Calamagrostis stricta, known as slim-stem small reed grass or narrow small-reed, is a species of bunchgrass in the family Poaceae of the Holarctic Kingdom.

==Description==

===General description===
The species is perennial and caespitose with elongated rhizomes and 30–100 cm long culms which are also erect. The leaf-sheaths are keelless and have a glabrous surface. It leaf-blades are 30–60 cm by 1.5–5 mm and are flat and stiff. The leaf-blade also have a ribbed and pubescent surface with scaberulous margins the apex of which is filiformed. The panicle is inflorescenced and lanceolate with the diameter being 7–20 cm by 1–3 cm. The main branches of the panicle are appressed and are 3–6 cm long while the other branches are terete and scabrous.

===Spikelets and lemma===
Its spikelets are solitary, lanceolate, and are 3–4 mm long. They have pedicelled fertile spikelets which are 0.5–2 mm long, filiformed, and have the same features as the branches. The spikelets also carry fertile one which have a 0.2 mm long rhachilla which is pilosed. It callus is hairy with its hairs being 0.6–0.75 mm long, barely reaching the lemma. Its lemma have a toothed apex which is also truncate and awned. The fertile lemma is 2.5–3.5 mm long and is both membranous and oblong. The species also have an elliptic and hyaline palea which is 0.6–0.7 mm long of lemma.
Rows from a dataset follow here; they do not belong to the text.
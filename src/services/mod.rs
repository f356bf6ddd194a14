pub mod history;
pub mod results;
pub mod server;
pub mod snapshots;
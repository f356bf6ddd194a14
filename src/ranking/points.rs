use std::collections::HashMap;

use log::debug;

use crate::domain::{Category, EventType, Position};

type RuleKey = (EventType, Category, Position);

/// Upper bound accepted for a single priced or manual result
pub const MAX_POINTS: i32 = 100_000;

/// In-memory copy of the point rule table
#[derive(Debug, Clone, Default)]
pub struct PointTable {
    rules: HashMap<RuleKey, i32>,
}

impl PointTable {
    pub fn new() -> Self {
        Self::default()
    }

    pub fn insert(&mut self, event_type: EventType, category: Category, position: Position, points: i32) {
        self.rules.insert((event_type, category, position), points);
    }

    pub fn lookup(&self, event_type: EventType, category: Category, position: Position) -> Option<i32> {
        self.rules.get(&(event_type, category, position)).copied()
    }

    pub fn len(&self) -> usize {
        self.rules.len()
    }

    pub fn is_empty(&self) -> bool {
        self.rules.is_empty()
    }
}

impl FromIterator<(EventType, Category, Position, i32)> for PointTable {
    fn from_iter<I: IntoIterator<Item = (EventType, Category, Position, i32)>>(iter: I) -> Self {
        let mut table = PointTable::new();
        for (event_type, category, position, points) in iter {
            table.insert(event_type, category, position, points);
        }
        table
    }
}

/// Category whose rules price a result when its own category has none.
/// Mixed doubles are paid like doubles unless a dedicated rule exists.
pub fn fallback_category(category: Category) -> Option<Category> {
    match category {
        Category::Mixed => Some(Category::Doubles),
        _ => None,
    }
}

/// Points awarded for a finish. A manual value always wins, team results
/// are never priced from the table, and a missing rule is worth 0.
pub fn resolve_points(
    table: &PointTable,
    event_type: EventType,
    category: Category,
    position: Position,
    manual: Option<i32>,
) -> i32 {
    if let Some(points) = manual {
        return points;
    }
    if category.requires_manual_points() {
        return 0;
    }

    let found = table.lookup(event_type, category, position).or_else(|| {
        fallback_category(category).and_then(|fallback| table.lookup(event_type, fallback, position))
    });

    match found {
        Some(points) => points,
        None => {
            debug!("No point rule for {event_type} / {category} / {position}, awarding 0");
            0
        }
    }
}
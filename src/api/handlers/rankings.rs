use axum::{
    extract::{Query, State},
    response::Json,
};
use std::str::FromStr;
use std::sync::Arc;

use super::AppState;
use crate::api::error::ApiError;
use crate::api::models::RankingParams;
use crate::database::SnapshotMetadata;
use crate::domain::{AgeCategory, Gender};
use crate::services::history::{HistoryService, RankingsView, SnapshotDate};

fn parse_param<T>(raw: Option<&str>) -> Result<Option<T>, ApiError>
where
    T: FromStr,
    T::Err: std::fmt::Display,
{
    raw.map(|value| value.parse::<T>().map_err(|e| ApiError::BadRequest(e.to_string())))
        .transpose()
}

pub async fn get_rankings(
    State(state): State<Arc<AppState>>,
    Query(params): Query<RankingParams>,
) -> Result<Json<RankingsView>, ApiError> {
    let gender = parse_param::<Gender>(params.gender.as_deref())?.unwrap_or(Gender::Male);
    let category = parse_param::<AgeCategory>(params.category.as_deref())?.unwrap_or(AgeCategory::Senior);
    let date = parse_param::<SnapshotDate>(params.date.as_deref().filter(|d| !d.is_empty()))?;

    let mut conn = state.conn()?;
    let view = HistoryService::new(&mut conn).rankings_with_history(gender, category, date)?;
    Ok(Json(view))
}

pub async fn get_ranking_dates(
    State(state): State<Arc<AppState>>,
    Query(params): Query<RankingParams>,
) -> Result<Json<Vec<SnapshotMetadata>>, ApiError> {
    let gender = parse_param::<Gender>(params.gender.as_deref())?;
    let category = parse_param::<AgeCategory>(params.category.as_deref())?;

    let mut conn = state.conn()?;
    let dates = HistoryService::new(&mut conn).public_snapshot_dates(gender, category)?;
    Ok(Json(dates))
}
===Glumes, flowers and fruits===
The glumes are firmer than fertile lemma and are elliptic, membranous, with acute apexes and asperulous surfaces. The flowers have two lodicules and two stigmas. They also have three stamens which are 2–2.5 mm long with it fruits being caryopsis and fusiformed with an additional pericarp. The fruits also have a farinosed endosperm and punctiform hilum.

==Distribution==
Calamagrostis stricta is found in wetlands throughout Eurasia (including Siberia) and into Mongolia and China. It is also common in Canada and the United States to which it was possibly introduced.